◆ RECORD EXCERPTS ◆
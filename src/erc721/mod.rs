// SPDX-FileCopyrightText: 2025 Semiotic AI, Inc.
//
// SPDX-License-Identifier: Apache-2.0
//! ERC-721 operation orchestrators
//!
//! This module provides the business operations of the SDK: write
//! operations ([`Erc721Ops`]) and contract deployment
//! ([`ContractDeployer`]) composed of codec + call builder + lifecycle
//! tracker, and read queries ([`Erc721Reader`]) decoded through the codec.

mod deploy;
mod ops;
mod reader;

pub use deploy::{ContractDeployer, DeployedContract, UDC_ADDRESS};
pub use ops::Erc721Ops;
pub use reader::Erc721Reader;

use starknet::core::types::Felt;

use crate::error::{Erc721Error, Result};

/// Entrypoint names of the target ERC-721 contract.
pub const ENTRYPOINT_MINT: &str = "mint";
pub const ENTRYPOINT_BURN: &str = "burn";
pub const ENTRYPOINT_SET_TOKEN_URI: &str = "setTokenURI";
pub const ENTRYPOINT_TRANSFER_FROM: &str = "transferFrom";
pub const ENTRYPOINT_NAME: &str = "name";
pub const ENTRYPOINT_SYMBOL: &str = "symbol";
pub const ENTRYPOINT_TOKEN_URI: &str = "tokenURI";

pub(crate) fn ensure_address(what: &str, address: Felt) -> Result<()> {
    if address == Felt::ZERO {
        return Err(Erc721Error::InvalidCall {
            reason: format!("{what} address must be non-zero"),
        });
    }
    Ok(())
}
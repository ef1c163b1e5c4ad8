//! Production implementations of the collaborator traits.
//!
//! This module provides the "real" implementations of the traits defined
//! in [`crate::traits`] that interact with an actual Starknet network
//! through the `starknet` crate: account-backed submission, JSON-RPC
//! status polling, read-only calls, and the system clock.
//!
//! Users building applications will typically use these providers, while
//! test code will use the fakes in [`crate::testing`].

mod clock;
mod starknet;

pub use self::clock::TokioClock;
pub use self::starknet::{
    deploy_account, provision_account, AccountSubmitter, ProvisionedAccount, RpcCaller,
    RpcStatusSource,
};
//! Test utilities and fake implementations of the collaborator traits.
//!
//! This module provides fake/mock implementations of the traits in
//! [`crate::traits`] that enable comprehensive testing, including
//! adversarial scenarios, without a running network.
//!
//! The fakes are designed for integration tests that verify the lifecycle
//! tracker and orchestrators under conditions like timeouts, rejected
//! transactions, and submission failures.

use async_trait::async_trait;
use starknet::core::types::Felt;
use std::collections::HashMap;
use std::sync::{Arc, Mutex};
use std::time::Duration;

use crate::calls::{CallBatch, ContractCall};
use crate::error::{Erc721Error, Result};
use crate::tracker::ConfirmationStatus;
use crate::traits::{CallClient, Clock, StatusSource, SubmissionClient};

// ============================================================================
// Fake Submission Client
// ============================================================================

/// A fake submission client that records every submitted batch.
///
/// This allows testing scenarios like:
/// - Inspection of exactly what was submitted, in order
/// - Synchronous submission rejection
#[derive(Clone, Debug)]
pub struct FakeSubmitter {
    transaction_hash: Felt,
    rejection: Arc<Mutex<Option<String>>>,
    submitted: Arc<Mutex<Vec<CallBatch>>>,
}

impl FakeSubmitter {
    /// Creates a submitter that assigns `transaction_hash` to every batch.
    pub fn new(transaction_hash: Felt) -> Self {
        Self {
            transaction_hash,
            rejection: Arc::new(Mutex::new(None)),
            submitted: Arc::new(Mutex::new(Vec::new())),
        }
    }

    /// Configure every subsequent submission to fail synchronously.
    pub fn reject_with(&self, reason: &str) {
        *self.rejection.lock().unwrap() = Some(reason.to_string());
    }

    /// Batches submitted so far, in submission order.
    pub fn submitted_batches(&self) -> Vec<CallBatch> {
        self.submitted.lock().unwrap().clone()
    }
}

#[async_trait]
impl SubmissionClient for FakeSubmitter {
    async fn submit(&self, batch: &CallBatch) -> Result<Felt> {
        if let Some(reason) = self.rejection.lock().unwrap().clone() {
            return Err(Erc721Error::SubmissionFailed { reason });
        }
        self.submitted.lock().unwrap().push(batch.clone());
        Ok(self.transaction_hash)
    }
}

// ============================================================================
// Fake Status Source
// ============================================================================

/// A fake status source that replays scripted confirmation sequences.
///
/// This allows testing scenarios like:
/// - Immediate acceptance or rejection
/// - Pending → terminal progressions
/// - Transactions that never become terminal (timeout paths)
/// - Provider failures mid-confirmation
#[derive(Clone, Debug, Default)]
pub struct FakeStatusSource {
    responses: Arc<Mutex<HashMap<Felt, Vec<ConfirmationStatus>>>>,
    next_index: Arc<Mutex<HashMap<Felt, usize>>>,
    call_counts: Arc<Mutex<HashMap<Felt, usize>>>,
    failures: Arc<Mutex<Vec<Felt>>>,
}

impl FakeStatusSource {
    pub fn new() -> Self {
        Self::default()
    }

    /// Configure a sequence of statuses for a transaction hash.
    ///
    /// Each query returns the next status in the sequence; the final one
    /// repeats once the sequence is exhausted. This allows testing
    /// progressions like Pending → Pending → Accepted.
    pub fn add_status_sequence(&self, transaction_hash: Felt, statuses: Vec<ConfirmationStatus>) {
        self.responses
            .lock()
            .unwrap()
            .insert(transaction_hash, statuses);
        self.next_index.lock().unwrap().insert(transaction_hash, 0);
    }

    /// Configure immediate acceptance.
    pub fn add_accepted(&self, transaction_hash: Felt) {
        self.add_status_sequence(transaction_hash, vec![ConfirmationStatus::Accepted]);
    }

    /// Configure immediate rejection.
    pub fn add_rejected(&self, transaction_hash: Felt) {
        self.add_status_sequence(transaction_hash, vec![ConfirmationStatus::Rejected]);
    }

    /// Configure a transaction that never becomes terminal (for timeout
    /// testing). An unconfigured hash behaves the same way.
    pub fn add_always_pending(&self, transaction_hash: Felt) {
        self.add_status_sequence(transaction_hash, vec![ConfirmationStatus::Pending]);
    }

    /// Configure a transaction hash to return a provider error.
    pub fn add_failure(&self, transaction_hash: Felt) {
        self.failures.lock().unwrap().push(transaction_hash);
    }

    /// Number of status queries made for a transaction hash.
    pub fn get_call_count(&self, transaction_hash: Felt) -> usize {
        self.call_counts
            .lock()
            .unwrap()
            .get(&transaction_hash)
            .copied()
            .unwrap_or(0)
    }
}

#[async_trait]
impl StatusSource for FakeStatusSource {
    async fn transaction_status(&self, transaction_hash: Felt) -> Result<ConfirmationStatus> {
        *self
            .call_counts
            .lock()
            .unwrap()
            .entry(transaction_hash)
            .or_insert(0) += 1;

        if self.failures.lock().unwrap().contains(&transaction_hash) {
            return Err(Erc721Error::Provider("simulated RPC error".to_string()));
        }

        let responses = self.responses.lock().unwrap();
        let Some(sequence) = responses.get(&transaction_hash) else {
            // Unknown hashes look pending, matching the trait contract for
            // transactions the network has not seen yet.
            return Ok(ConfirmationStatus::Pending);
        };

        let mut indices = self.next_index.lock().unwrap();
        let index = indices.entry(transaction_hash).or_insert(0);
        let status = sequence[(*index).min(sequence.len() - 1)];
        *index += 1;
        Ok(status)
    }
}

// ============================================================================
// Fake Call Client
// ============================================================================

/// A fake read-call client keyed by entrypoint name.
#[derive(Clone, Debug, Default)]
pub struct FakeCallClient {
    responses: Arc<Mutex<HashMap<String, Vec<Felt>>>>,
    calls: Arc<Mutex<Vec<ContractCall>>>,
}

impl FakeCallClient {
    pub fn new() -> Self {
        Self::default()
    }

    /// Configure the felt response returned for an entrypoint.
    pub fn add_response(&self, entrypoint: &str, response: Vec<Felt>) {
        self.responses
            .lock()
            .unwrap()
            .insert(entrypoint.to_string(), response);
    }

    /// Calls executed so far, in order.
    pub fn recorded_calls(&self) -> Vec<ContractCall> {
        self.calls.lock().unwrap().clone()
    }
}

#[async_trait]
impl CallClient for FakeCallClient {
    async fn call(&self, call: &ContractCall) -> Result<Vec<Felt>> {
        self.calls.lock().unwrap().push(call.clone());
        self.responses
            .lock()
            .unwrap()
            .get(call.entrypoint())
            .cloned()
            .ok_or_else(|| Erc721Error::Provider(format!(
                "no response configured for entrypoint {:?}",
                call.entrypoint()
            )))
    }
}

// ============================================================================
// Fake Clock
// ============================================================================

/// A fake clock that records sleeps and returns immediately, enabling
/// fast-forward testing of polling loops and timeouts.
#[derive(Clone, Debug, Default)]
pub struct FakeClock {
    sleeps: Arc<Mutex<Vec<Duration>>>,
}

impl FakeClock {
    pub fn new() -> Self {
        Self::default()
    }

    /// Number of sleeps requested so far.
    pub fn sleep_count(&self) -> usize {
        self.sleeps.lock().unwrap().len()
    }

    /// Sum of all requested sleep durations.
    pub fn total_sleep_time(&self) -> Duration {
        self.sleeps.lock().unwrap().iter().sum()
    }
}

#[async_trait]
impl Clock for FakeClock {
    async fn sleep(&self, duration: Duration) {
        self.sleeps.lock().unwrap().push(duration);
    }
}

◆ WHAT TO PRODUCE ◆
Find the string "lifecycle" in the data. Report each line it appears in.

◆ EXERCISE ANSWER ◆
//! ([`ContractDeployer`]) composed of codec + call builder + lifecycle
//! The fakes are designed for integration tests that verify the lifecycle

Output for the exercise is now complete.